use super::{Point, Rect};

/// An `Expanse` is a rectangle with a width and height but no location, used
/// where we want to deal with sizes abstractly or mandate an origin of
/// (0, 0).
#[derive(Debug, Clone, Copy, Hash, PartialEq, Eq, Default)]
pub struct Expanse {
    pub w: u32,
    pub h: u32,
}

impl Expanse {
    pub fn new(w: u32, h: u32) -> Self {
        Self { w, h }
    }

    /// The area of this expanse.
    pub fn area(&self) -> u64 {
        self.w as u64 * self.h as u64
    }

    /// True if either dimension is zero.
    pub fn is_empty(&self) -> bool {
        self.w == 0 || self.h == 0
    }

    /// A `Rect` of this size located at (0, 0).
    pub fn rect(&self) -> Rect {
        Rect {
            tl: Point::default(),
            w: self.w,
            h: self.h,
        }
    }

    /// True if this size can completely enclose `other` in both dimensions.
    pub fn contains(&self, other: &Self) -> bool {
        self.w >= other.w && self.h >= other.h
    }

    /// Clamp both dimensions into `[min, max]`.
    pub fn clamp(&self, min: Self, max: Self) -> Self {
        Self {
            w: self.w.clamp(min.w, max.w),
            h: self.h.clamp(min.h, max.h),
        }
    }
}

impl From<Rect> for Expanse {
    fn from(r: Rect) -> Self {
        Self { w: r.w, h: r.h }
    }
}

impl From<(u32, u32)> for Expanse {
    fn from(v: (u32, u32)) -> Self {
        Self { w: v.0, h: v.1 }
    }
}

#[cfg(test)]
mod tests {
    use super::*;

    #[test]
    fn contains() {
        assert!(Expanse::new(3, 3).contains(&Expanse::new(3, 2)));
        assert!(!Expanse::new(3, 3).contains(&Expanse::new(4, 2)));
    }

    #[test]
    fn clamp() {
        let min = Expanse::new(2, 2);
        let max = Expanse::new(5, 5);
        assert_eq!(Expanse::new(1, 7).clamp(min, max), Expanse::new(2, 5));
        assert_eq!(Expanse::new(3, 3).clamp(min, max), Expanse::new(3, 3));
    }
}
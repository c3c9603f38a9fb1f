use super::Rect;

/// The eight border rectangles extracted from a rectangle with a given
/// border width.
#[derive(Debug, Clone, Copy, Hash, PartialEq, Eq)]
pub struct Frame {
    /// The top edge, not including corners.
    pub top: Rect,
    /// The bottom edge, not including corners.
    pub bottom: Rect,
    /// The left edge, not including corners.
    pub left: Rect,
    /// The right edge, not including corners.
    pub right: Rect,
    /// The top left corner.
    pub topleft: Rect,
    /// The top right corner.
    pub topright: Rect,
    /// The bottom left corner.
    pub bottomleft: Rect,
    /// The bottom right corner.
    pub bottomright: Rect,
    outer: Rect,
    border: u32,
}

impl Frame {
    /// Construct a frame over `rect`. If the rect is too small to hold the
    /// border, all component rects are zero but the outer rect is kept.
    pub fn new(rect: Rect, border: u32) -> Self {
        if rect.w <= border * 2 || rect.h <= border * 2 {
            let mut f = Self::zero();
            f.outer = rect;
            f.border = border;
            return f;
        }
        let x = rect.tl.x;
        let y = rect.tl.y;
        Self {
            top: Rect::new(x + border, y, rect.w - 2 * border, border),
            bottom: Rect::new(
                x + border,
                y + rect.h - border,
                rect.w - 2 * border,
                border,
            ),
            left: Rect::new(x, y + border, border, rect.h - 2 * border),
            right: Rect::new(
                x + rect.w - border,
                y + border,
                border,
                rect.h - 2 * border,
            ),
            topleft: Rect::new(x, y, border, border),
            topright: Rect::new(x + rect.w - border, y, border, border),
            bottomleft: Rect::new(x, y + rect.h - border, border, border),
            bottomright: Rect::new(
                x + rect.w - border,
                y + rect.h - border,
                border,
                border,
            ),
            outer: rect,
            border,
        }
    }

    pub fn zero() -> Self {
        Self {
            top: Rect::zero(),
            bottom: Rect::zero(),
            left: Rect::zero(),
            right: Rect::zero(),
            topleft: Rect::zero(),
            topright: Rect::zero(),
            bottomleft: Rect::zero(),
            bottomright: Rect::zero(),
            outer: Rect::zero(),
            border: 0,
        }
    }

    /// The space inside the frame.
    pub fn inner(&self) -> Rect {
        self.outer.inner(self.border)
    }

    /// The original rect the frame was extracted from.
    pub fn outer(&self) -> Rect {
        self.outer
    }
}
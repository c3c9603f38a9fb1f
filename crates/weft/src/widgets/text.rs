use geom::Expanse;

use crate::{
    Result,
    canvas::{Canvas, CanvasState},
    surface::Surface,
};

/// Horizontal placement of text within its canvas.
#[derive(Debug, Clone, Copy, PartialEq, Eq, Default)]
pub enum Align {
    #[default]
    Left,
    Center,
    Right,
}

/// A single line of text, horizontally aligned and vertically centered.
/// Content longer than the canvas is cut off at the right edge.
pub struct Text {
    state: CanvasState,
    content: String,
    align: Align,
}

impl Text {
    pub fn new(content: impl Into<String>) -> Self {
        Self {
            state: CanvasState::default(),
            content: content.into(),
            align: Align::Left,
        }
    }

    pub fn with_align(mut self, align: Align) -> Self {
        self.align = align;
        self
    }

    pub fn content(&self) -> &str {
        &self.content
    }

    pub fn set_content(&mut self, content: impl Into<String>) {
        self.content = content.into();
    }

    fn len(&self) -> u32 {
        u32::try_from(self.content.chars().count()).unwrap_or(u32::MAX)
    }
}

impl Canvas for Text {
    fn state(&self) -> &CanvasState {
        &self.state
    }

    fn state_mut(&mut self) -> &mut CanvasState {
        &mut self.state
    }

    fn preferred_size(&self) -> Expanse {
        Expanse::new(self.len(), 1)
    }

    fn pack(&mut self) -> Result<()> {
        self.state.min_size = self.preferred_size();
        Ok(())
    }

    fn paint(&mut self, surf: &mut Surface<'_>) -> Result<()> {
        let sz = self.state.rect.expanse();
        if sz.is_empty() {
            return Ok(());
        }
        let x = match self.align {
            Align::Left => 0,
            Align::Center => sz.w.saturating_sub(self.len()) / 2,
            Align::Right => sz.w.saturating_sub(self.len()),
        };
        let y = (sz.h - 1) / 2;
        surf.print(x as i32, y as i32, &self.content);
        Ok(())
    }
}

---

#### Work to be completed
Write out every line from the entries where "Result" appears.

#### Written response
    Result,
    fn pack(&mut self) -> Result<()> {
    fn paint(&mut self, surf: &mut Surface<'_>) -> Result<()> {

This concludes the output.